YOUR ASSIGNMENT: Find the string "StorageError" in the listing below and return each line it appears in.

RAW DATA:
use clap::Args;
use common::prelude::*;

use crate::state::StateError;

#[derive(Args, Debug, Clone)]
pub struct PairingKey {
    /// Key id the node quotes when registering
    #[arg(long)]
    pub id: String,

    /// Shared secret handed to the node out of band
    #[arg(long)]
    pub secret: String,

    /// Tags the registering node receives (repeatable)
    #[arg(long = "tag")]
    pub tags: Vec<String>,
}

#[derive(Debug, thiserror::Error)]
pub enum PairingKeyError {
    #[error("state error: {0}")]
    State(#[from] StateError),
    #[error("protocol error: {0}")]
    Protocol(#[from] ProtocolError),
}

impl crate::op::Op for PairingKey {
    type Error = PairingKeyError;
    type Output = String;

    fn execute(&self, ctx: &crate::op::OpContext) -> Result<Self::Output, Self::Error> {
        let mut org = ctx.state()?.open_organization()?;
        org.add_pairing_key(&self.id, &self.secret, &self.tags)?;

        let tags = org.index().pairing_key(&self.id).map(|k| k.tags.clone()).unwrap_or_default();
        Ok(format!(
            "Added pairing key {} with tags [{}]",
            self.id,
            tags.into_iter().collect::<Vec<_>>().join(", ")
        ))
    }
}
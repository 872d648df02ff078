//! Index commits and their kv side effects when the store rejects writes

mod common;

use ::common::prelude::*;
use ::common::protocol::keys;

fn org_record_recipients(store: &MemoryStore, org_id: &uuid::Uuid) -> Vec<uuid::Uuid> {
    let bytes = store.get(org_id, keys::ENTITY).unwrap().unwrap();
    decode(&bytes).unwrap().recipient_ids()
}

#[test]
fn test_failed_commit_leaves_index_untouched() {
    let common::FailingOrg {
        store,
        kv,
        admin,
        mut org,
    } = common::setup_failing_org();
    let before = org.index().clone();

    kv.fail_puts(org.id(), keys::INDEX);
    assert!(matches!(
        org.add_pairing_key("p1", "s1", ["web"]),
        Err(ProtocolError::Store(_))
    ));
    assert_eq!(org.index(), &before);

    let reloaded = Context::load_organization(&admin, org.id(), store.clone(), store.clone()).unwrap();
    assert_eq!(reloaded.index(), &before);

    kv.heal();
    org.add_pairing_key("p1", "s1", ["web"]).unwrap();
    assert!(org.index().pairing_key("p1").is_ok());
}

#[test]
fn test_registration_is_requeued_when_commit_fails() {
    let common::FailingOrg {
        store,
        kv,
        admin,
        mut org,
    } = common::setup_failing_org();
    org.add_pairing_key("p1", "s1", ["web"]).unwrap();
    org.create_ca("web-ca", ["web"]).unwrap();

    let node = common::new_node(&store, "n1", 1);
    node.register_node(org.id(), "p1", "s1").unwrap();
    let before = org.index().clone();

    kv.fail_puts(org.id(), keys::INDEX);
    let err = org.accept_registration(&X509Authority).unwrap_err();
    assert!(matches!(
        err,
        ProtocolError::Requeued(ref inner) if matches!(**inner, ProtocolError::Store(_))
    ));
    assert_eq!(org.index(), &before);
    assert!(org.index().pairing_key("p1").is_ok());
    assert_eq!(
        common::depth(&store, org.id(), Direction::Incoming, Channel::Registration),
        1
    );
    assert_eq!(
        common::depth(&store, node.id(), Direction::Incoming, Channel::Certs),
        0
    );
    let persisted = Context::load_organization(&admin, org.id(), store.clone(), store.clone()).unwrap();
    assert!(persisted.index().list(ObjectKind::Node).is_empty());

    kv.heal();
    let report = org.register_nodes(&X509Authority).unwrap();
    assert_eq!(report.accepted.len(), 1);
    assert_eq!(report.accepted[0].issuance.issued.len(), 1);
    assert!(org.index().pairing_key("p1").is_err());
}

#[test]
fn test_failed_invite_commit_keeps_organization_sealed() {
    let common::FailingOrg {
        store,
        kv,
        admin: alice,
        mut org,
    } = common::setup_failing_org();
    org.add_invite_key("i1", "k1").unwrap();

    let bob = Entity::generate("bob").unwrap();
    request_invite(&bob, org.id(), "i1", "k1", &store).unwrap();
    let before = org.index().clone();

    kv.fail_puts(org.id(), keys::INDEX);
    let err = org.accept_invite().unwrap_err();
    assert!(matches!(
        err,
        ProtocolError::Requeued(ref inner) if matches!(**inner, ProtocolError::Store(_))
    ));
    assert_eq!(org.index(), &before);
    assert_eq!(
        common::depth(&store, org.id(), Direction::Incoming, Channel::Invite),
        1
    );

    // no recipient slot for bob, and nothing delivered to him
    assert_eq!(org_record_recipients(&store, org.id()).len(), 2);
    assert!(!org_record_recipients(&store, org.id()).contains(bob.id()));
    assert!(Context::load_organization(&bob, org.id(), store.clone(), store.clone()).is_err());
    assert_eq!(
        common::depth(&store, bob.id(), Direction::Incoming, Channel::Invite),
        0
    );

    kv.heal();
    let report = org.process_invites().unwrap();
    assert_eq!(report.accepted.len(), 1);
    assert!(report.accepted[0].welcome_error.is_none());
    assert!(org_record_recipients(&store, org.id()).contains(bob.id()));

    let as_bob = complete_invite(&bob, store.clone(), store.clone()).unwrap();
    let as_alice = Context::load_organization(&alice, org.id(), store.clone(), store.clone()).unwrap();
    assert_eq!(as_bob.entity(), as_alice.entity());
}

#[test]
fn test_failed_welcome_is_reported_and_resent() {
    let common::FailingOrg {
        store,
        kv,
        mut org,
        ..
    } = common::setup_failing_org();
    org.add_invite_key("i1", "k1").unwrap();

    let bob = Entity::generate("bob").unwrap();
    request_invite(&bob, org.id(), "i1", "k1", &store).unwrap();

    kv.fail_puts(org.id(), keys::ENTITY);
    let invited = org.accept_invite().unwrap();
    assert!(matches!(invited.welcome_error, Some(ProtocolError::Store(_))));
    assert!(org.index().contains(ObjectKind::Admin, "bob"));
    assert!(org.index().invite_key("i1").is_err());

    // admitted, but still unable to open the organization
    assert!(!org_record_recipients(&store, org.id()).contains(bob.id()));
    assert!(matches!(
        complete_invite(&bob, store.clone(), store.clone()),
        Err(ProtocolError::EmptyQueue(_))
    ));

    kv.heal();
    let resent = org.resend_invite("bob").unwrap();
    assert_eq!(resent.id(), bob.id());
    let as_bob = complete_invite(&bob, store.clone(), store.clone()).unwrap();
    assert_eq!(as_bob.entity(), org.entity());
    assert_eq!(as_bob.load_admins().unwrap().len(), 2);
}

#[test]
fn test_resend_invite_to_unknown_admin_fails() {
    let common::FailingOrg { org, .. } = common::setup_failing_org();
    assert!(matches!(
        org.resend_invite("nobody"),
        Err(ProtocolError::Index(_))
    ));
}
* * *
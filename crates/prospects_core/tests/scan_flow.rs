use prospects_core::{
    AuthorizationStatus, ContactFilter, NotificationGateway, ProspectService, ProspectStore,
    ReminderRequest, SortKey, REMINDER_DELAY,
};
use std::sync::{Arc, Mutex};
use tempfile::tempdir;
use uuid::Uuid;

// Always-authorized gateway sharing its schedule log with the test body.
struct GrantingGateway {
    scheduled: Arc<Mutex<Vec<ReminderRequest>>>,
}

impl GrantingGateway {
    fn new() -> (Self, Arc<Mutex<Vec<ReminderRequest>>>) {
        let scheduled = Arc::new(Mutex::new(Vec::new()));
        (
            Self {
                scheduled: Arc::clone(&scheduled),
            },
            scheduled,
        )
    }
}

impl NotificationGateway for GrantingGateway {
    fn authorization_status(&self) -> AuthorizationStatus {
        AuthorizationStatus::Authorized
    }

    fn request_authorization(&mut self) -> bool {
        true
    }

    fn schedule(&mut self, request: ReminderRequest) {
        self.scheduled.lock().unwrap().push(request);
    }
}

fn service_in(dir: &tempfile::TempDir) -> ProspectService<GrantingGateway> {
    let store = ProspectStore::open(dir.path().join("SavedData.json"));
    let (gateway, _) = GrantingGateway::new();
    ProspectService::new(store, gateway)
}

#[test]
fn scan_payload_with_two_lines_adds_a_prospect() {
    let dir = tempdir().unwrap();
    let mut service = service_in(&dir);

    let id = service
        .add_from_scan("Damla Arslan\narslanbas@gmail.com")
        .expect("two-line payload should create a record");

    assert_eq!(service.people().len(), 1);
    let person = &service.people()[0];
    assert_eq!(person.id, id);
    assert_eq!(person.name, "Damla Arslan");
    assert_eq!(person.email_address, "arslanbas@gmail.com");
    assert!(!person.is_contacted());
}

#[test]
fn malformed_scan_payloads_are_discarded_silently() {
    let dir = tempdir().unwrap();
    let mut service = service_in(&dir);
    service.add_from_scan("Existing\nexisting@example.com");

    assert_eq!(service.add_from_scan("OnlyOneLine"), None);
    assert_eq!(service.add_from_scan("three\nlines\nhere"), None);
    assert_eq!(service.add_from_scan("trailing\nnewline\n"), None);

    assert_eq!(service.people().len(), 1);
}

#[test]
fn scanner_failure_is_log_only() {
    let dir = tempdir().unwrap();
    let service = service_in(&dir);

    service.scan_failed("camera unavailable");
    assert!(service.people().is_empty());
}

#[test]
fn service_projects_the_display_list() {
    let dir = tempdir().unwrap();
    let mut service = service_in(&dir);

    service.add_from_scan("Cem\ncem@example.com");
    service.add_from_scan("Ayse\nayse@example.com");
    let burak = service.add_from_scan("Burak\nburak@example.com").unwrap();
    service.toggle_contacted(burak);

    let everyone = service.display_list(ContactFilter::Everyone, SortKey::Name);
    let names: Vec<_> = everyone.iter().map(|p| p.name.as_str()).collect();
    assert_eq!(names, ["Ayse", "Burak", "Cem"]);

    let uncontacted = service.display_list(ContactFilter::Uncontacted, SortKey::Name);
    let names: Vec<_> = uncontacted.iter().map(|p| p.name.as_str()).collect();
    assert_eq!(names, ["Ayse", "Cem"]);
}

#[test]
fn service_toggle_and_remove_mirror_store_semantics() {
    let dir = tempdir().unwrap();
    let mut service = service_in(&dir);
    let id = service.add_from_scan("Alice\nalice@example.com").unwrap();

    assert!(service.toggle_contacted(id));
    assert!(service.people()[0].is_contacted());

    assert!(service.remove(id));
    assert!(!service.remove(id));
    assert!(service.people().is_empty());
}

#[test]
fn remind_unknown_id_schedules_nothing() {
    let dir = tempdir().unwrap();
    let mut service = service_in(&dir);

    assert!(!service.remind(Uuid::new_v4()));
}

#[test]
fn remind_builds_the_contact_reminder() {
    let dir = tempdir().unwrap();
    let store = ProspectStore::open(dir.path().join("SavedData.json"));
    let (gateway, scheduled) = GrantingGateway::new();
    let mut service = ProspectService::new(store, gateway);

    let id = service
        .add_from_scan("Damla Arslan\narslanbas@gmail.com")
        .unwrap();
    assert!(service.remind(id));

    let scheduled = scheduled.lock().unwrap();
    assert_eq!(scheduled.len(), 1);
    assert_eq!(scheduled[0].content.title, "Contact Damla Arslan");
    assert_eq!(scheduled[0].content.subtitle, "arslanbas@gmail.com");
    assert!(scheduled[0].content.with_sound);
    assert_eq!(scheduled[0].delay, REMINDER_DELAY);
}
--
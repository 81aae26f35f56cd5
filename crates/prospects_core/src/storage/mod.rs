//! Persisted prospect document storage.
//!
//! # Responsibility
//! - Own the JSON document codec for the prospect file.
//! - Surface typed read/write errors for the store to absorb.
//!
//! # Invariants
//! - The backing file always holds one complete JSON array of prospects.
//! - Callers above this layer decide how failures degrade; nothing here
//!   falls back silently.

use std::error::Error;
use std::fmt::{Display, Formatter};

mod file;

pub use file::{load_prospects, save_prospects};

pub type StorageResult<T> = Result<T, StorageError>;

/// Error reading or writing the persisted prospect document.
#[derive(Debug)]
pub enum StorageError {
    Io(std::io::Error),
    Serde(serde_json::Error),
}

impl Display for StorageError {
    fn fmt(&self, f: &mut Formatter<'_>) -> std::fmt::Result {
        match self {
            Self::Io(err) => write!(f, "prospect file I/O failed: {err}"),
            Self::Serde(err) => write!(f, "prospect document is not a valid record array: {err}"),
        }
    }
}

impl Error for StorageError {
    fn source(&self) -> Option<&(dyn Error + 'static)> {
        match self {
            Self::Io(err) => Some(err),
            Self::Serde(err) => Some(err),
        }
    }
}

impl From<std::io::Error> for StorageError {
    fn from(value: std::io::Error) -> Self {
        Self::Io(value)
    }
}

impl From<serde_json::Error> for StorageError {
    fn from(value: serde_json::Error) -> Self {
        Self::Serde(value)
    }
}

YOUR RESPONSE:
pub type StorageResult<T> = Result<T, StorageError>;
pub enum StorageError {
impl Display for StorageError {
impl Error for StorageError {
impl From<std::io::Error> for StorageError {
impl From<serde_json::Error> for StorageError {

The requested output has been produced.